ATA/477/2012 du 31.07.2012 sur JTAPI/901/2011 ( ICCIFD ) , ADMIS

Recours TF déposé le 18.09.2012, rendu le 12.02.2013, REJETE, 2C_903/2012, 2C_904/2012
Descripteurs : ; DROIT FISCAL ; IMPÔT SUR LE REVENU ; REVENU EXONÉRÉ D'IMPÔT ; CHÔMAGE ; ASSISTANCE PUBLIQUE ; REVENU DÉTERMINANT ; CONTRE-PRESTATION ; INTERPRÉTATION(SENS GÉNÉRAL)
Normes : LIASI.58.al2; LIASI.60.al3; LRMCAS.1; LRMCAS.4; LRMCAS.27; LIPP.72.al1; aLIPP-IV.1; aLIPP-IV.10. letd; LIFD.16.al 1; LIFD.24.letd; LHID.7.al1; LHID.7.al4.letf
Résumé : Les prestations d'assistance et le revenu minimum cantonal d'aide sociale (RMCAS) sont des aides financières de types différents, le but de ce dernier étant d'éviter que le justiciable ne doive recourir à l'assistance publique. Le RMCAS est une prestation accordée aux chômeurs en fin de droit et s'apparente à une indemnité pour perte de gain. Les bénéficiaires du RMCAS s'engagent à exercer une activité compensatoire d'utilité sociale, environnementale ou de formation professionnelle. Le RMCAS étant imposable tant en matière d'ICC que d'IFD, le recourant ne peut pas être exonéré de l'impôt sur le revenu.
En fait
En droit
RÉPUBLIQUE ET CANTON DE GENÈVE

 

POUVOIR JUDICIAIRE

A/3628/2009-ICCIFD ATA/477/2012

COUR DE JUSTICE

Chambre administrative

Arrêt du 31 juillet 2012

2ème section

 

dans la cause

 

ADMINISTRATION FISCALE CANTONALE

contre

ADMINISTRATION FÉDÉRALE DES CONTRIBUTIONS

et

Monsieur N______

_________


Recours contre le jugement du Tribunal administratif de première instance du 29 août 2011 (JTAPI/901/2011)


EN FAIT

1) Monsieur N______, né le ______ 1952, est domicilié dans le canton de Genève.

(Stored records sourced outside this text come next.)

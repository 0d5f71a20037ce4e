use std::sync::Arc;

use axum::{
    extract::{rejection::JsonRejection, State},
    http::{header, HeaderMap, StatusCode},
    response::{IntoResponse, Response},
    routing::{get, post},
    Router,
};
use serde_json::json;

use super::domain::{AssessmentSubmission, LoginRequest, RegisterRequest};
use super::export::{self, ExportError};
use super::repository::{AssessmentRepository, RepositoryError, UserRepository};
use super::service::{AssessmentService, ServiceError, DEFAULT_LIST_LIMIT};

const XLSX_CONTENT_TYPE: &str =
    "application/vnd.openxmlformats-officedocument.spreadsheetml.sheet";

/// Router builder exposing the account and assessment endpoints.
pub fn assessment_router<A, U>(service: Arc<AssessmentService<A, U>>) -> Router
where
    A: AssessmentRepository + 'static,
    U: UserRepository + 'static,
{
    Router::new()
        .route("/api/register", post(register_handler::<A, U>))
        .route("/api/login", post(login_handler::<A, U>))
        .route("/api/submit", post(submit_handler::<A, U>))
        .route("/api/list", get(list_handler::<A, U>))
        .route("/api/export-csv", get(export_csv_handler::<A, U>))
        .route("/api/export-xlsx", get(export_xlsx_handler::<A, U>))
        .with_state(service)
}

pub(crate) async fn register_handler<A, U>(
    State(service): State<Arc<AssessmentService<A, U>>>,
    payload: Result<axum::Json<RegisterRequest>, JsonRejection>,
) -> Response
where
    A: AssessmentRepository + 'static,
    U: UserRepository + 'static,
{
    let request = match payload {
        Ok(axum::Json(request)) => request,
        Err(rejection) => return rejection_response(rejection),
    };

    match service.register(request) {
        Ok(response) => (StatusCode::OK, axum::Json(response)).into_response(),
        Err(error) => error_response(error),
    }
}

pub(crate) async fn login_handler<A, U>(
    State(service): State<Arc<AssessmentService<A, U>>>,
    payload: Result<axum::Json<LoginRequest>, JsonRejection>,
) -> Response
where
    A: AssessmentRepository + 'static,
    U: UserRepository + 'static,
{
    let request = match payload {
        Ok(axum::Json(request)) => request,
        Err(rejection) => return rejection_response(rejection),
    };

    match service.login(request) {
        Ok(response) => (StatusCode::OK, axum::Json(response)).into_response(),
        Err(error) => error_response(error),
    }
}

pub(crate) async fn submit_handler<A, U>(
    State(service): State<Arc<AssessmentService<A, U>>>,
    headers: HeaderMap,
    payload: Result<axum::Json<AssessmentSubmission>, JsonRejection>,
) -> Response
where
    A: AssessmentRepository + 'static,
    U: UserRepository + 'static,
{
    // Identity is resolved before the body is decoded, so auth failures
    // win over payload failures.
    let identity = match service.authenticate(authorization_header(&headers)) {
        Ok(identity) => identity,
        Err(error) => return error_response(error),
    };

    let submission = match payload {
        Ok(axum::Json(submission)) => submission,
        Err(rejection) => return rejection_response(rejection),
    };

    match service.submit(&identity, submission) {
        Ok(row) => (StatusCode::OK, axum::Json(json!({ "id": row.id }))).into_response(),
        Err(error) => error_response(error),
    }
}

pub(crate) async fn list_handler<A, U>(
    State(service): State<Arc<AssessmentService<A, U>>>,
    headers: HeaderMap,
) -> Response
where
    A: AssessmentRepository + 'static,
    U: UserRepository + 'static,
{
    if let Err(error) = service.authenticate(authorization_header(&headers)) {
        return error_response(error);
    }

    match service.list(DEFAULT_LIST_LIMIT) {
        Ok(rows) => (StatusCode::OK, axum::Json(rows)).into_response(),
        Err(error) => error_response(error),
    }
}

pub(crate) async fn export_csv_handler<A, U>(
    State(service): State<Arc<AssessmentService<A, U>>>,
    headers: HeaderMap,
) -> Response
where
    A: AssessmentRepository + 'static,
    U: UserRepository + 'static,
{
    if let Err(error) = service.authenticate(authorization_header(&headers)) {
        return error_response(error);
    }

    let rows = match service.list(DEFAULT_LIST_LIMIT) {
        Ok(rows) => rows,
        Err(error) => return error_response(error),
    };

    match export::csv_bytes(&rows) {
        Ok(bytes) => (
            StatusCode::OK,
            [
                (header::CONTENT_TYPE, "text/csv"),
                (
                    header::CONTENT_DISPOSITION,
                    "attachment; filename=\"assessments.csv\"",
                ),
            ],
            bytes,
        )
            .into_response(),
        Err(error) => export_error_response(error),
    }
}

pub(crate) async fn export_xlsx_handler<A, U>(
    State(service): State<Arc<AssessmentService<A, U>>>,
    headers: HeaderMap,
) -> Response
where
    A: AssessmentRepository + 'static,
    U: UserRepository + 'static,
{
    if let Err(error) = service.authenticate(authorization_header(&headers)) {
        return error_response(error);
    }

    let rows = match service.list(DEFAULT_LIST_LIMIT) {
        Ok(rows) => rows,
        Err(error) => return error_response(error),
    };

    match export::xlsx_bytes(&rows) {
        Ok(bytes) => (
            StatusCode::OK,
            [
                (header::CONTENT_TYPE, XLSX_CONTENT_TYPE),
                (
                    header::CONTENT_DISPOSITION,
                    "attachment; filename=\"assessments.xlsx\"",
                ),
            ],
            bytes,
        )
            .into_response(),
        Err(error) => export_error_response(error),
    }
}

fn authorization_header(headers: &HeaderMap) -> Option<&str> {
    headers
        .get(header::AUTHORIZATION)
        .and_then(|value| value.to_str().ok())
}

/// Body-decoding failures answer 400 with an error field like every other
/// rejected payload, instead of axum's plain-text 422.
fn rejection_response(rejection: JsonRejection) -> Response {
    let payload = json!({
        "error": rejection.body_text(),
    });
    (StatusCode::BAD_REQUEST, axum::Json(payload)).into_response()
}

fn error_response(error: ServiceError) -> Response {
    let status = match &error {
        ServiceError::Validation(_) => StatusCode::BAD_REQUEST,
        ServiceError::InvalidCredentials | ServiceError::Unauthorized(_) => {
            StatusCode::UNAUTHORIZED
        }
        ServiceError::EmailTaken | ServiceError::Repository(RepositoryError::Conflict) => {
            StatusCode::CONFLICT
        }
        ServiceError::Repository(RepositoryError::NotFound) => StatusCode::NOT_FOUND,
        ServiceError::Repository(RepositoryError::Unavailable(_)) => {
            StatusCode::SERVICE_UNAVAILABLE
        }
        ServiceError::Internal(_) => StatusCode::INTERNAL_SERVER_ERROR,
    };
    let payload = json!({
        "error": error.to_string(),
    });
    (status, axum::Json(payload)).into_response()
}

fn export_error_response(error: ExportError) -> Response {
    let status = match &error {
        ExportError::XlsxDisabled => StatusCode::SERVICE_UNAVAILABLE,
        ExportError::Encode(_) => StatusCode::INTERNAL_SERVER_ERROR,
    };
    let payload = json!({
        "error": error.to_string(),
    });
    (status, axum::Json(payload)).into_response()
}
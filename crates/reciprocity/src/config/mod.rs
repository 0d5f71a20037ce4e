use std::env;
use std::fmt;
use std::net::{IpAddr, SocketAddr};
use std::path::PathBuf;

/// Distinguishes runtime behavior for different stages of the service.
#[derive(Debug, Clone, Copy, PartialEq, Eq)]
pub enum AppEnvironment {
    Development,
    Test,
    Production,
}

impl AppEnvironment {
    fn from_str(value: &str) -> Self {
        match value.trim().to_ascii_lowercase().as_str() {
            "prod" | "production" => Self::Production,
            "test" | "ci" => Self::Test,
            _ => Self::Development,
        }
    }
}

/// Top-level configuration for the application.
#[derive(Debug, Clone)]
pub struct AppConfig {
    pub environment: AppEnvironment,
    pub server: ServerConfig,
    pub telemetry: TelemetryConfig,
    pub database: DatabaseConfig,
    pub auth: AuthConfig,
}

impl AppConfig {
    pub fn load() -> Result<Self, ConfigError> {
        dotenvy::dotenv().ok();

        let environment = AppEnvironment::from_str(
            &env::var("APP_ENV").unwrap_or_else(|_| "development".to_string()),
        );

        let host = env::var("APP_HOST").unwrap_or_else(|_| "127.0.0.1".to_string());
        let port = env::var("APP_PORT")
            .unwrap_or_else(|_| "3000".to_string())
            .parse::<u16>()
            .map_err(|_| ConfigError::InvalidPort)?;

        let log_level = env::var("APP_LOG_LEVEL").unwrap_or_else(|_| "info".to_string());

        let database_path = env::var("APP_DATABASE_PATH")
            .map(PathBuf::from)
            .unwrap_or_else(|_| PathBuf::from("reciprocity.db"));

        let auth_mode = AuthMode::from_str(
            &env::var("APP_AUTH_MODE").unwrap_or_else(|_| "verified".to_string()),
        );
        let auth_secret =
            env::var("APP_AUTH_SECRET").unwrap_or_else(|_| "dev-secret-change-me".to_string());
        let token_ttl_hours = env::var("APP_TOKEN_TTL_HOURS")
            .unwrap_or_else(|_| "8".to_string())
            .parse::<i64>()
            .ok()
            .filter(|hours| *hours > 0)
            .ok_or(ConfigError::InvalidTokenTtl)?;
        let pbkdf2_iterations = env::var("APP_PBKDF2_ITERATIONS")
            .unwrap_or_else(|_| "100000".to_string())
            .parse::<u32>()
            .ok()
            .filter(|iterations| *iterations > 0)
            .ok_or(ConfigError::InvalidIterations)?;

        Ok(Self {
            environment,
            server: ServerConfig { host, port },
            telemetry: TelemetryConfig { log_level },
            database: DatabaseConfig {
                path: database_path,
            },
            auth: AuthConfig {
                mode: auth_mode,
                secret: auth_secret,
                token_ttl_hours,
                pbkdf2_iterations,
            },
        })
    }
}

/// Settings controlling the HTTP server binding.
#[derive(Debug, Clone)]
pub struct ServerConfig {
    pub host: String,
    pub port: u16,
}

impl ServerConfig {
    pub fn socket_addr(&self) -> Result<SocketAddr, ConfigError> {
        if self.host.eq_ignore_ascii_case("localhost") {
            return Ok(SocketAddr::new(IpAddr::from([127, 0, 0, 1]), self.port));
        }

        let ip: IpAddr = self
            .host
            .parse()
            .map_err(|source| ConfigError::InvalidHost { source })?;

        Ok(SocketAddr::new(ip, self.port))
    }
}

/// Tracing and metrics controls.
#[derive(Debug, Clone)]
pub struct TelemetryConfig {
    pub log_level: String,
}

/// Location of the SQLite file backing the repositories.
#[derive(Debug, Clone)]
pub struct DatabaseConfig {
    pub path: PathBuf,
}

/// How identities are established: real credential checks or the fixture
/// identity used for local development.
#[derive(Debug, Clone, Copy, PartialEq, Eq)]
pub enum AuthMode {
    Verified,
    Fixture,
}

impl AuthMode {
    fn from_str(value: &str) -> Self {
        match value.trim().to_ascii_lowercase().as_str() {
            "fixture" | "dev" => Self::Fixture,
            _ => Self::Verified,
        }
    }
}

/// Token signing and password hashing settings.
#[derive(Debug, Clone)]
pub struct AuthConfig {
    pub mode: AuthMode,
    pub secret: String,
    pub token_ttl_hours: i64,
    pub pbkdf2_iterations: u32,
}

#[derive(Debug)]
pub enum ConfigError {
    InvalidPort,
    InvalidHost { source: std::net::AddrParseError },
    InvalidTokenTtl,
    InvalidIterations,
}

impl fmt::Display for ConfigError {
    fn fmt(&self, f: &mut fmt::Formatter<'_>) -> fmt::Result {
        match self {
            ConfigError::InvalidPort => write!(f, "APP_PORT must be a valid u16"),
            ConfigError::InvalidHost { .. } => {
                write!(f, "APP_HOST must parse to an IPv4 or IPv6 address")
            }
            ConfigError::InvalidTokenTtl => {
                write!(f, "APP_TOKEN_TTL_HOURS must be a positive integer")
            }
            ConfigError::InvalidIterations => {
                write!(f, "APP_PBKDF2_ITERATIONS must be a positive integer")
            }
        }
    }
}

impl std::error::Error for ConfigError {
    fn source(&self) -> Option<&(dyn std::error::Error + 'static)> {
        match self {
            ConfigError::InvalidHost { source } => Some(source),
            _ => None,
        }
    }
}
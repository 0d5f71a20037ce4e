mod common;
mod export;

2) Dans sa déclaration fiscale 2007 datée du 31 octobre 2008, M. N______ a indiqué un revenu brut de CHF 26'500.- composé de CHF 15'732.- reçus à titre de revenu minimum cantonal d'aide sociale pour chômeurs en fin de droit (ci-après : RMCAS) et de CHF 10'768.- représentant des allocations de logement et des subsides d'assurance-maladie. Sous la rubrique « renseignements », il a précisé qu'il avait reçu CHF 15'700.- de la part de l'Hospice général (ci-après : l'hospice).

Après déductions, son revenu imposable s'élevait respectivement à CHF 18'536.- pour l'impôt cantonal et communal (ci-après : ICC) et à CHF 21'910.- pour l'impôt fédéral direct (ci-après : IFD).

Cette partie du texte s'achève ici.